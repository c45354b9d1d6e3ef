use async_trait::async_trait;
use chrono::{DateTime, Utc};
use thiserror::Error;

use crate::model::{
    attendance::{AttendanceEvent, NewAttendanceEvent},
    subject::Identity,
};

#[derive(Debug, Error)]
pub enum StoreError {
    #[error("database error: {0}")]
    Database(#[from] sqlx::Error),

    /// Another event for the subject landed after the one the decision was based on.
    #[error("latest attendance of {0} changed before append")]
    Conflict(String),

    #[error("corrupt attendance row: {0}")]
    Corrupt(String),
}

/// Position of an event in a subject's history; later keys are newer.
pub type EventKey = (DateTime<Utc>, u64);

impl AttendanceEvent {
    pub fn key(&self) -> EventKey {
        (self.occurred_at, self.id)
    }
}

/// Resolves a scanner fingerprint to a person.
#[async_trait]
pub trait IdentityLookup: Send + Sync {
    async fn find_subject(&self, fingerprint: &str) -> Result<Option<Identity>, StoreError>;
}

/// Append-only attendance log.
#[async_trait]
pub trait AttendanceStore: Send + Sync {
    /// Most recent event by `occurred_at`, ties broken by id.
    async fn latest_event_for(
        &self,
        subject_id: &str,
    ) -> Result<Option<AttendanceEvent>, StoreError>;

    /// Appends only if no event of the subject is newer, by `(occurred_at, id)`,
    /// than `expected_latest` (`None` meaning the subject had no events). Fails
    /// with [`StoreError::Conflict`] otherwise.
    async fn append(
        &self,
        event: NewAttendanceEvent,
        expected_latest: Option<EventKey>,
    ) -> Result<AttendanceEvent, StoreError>;
}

- _ACTIVITY_:
Since only lines holding the word "fingerprint" matter, count them in the data above and report the number alone.

- _RESPONSE TO THE EXERCISE_:
2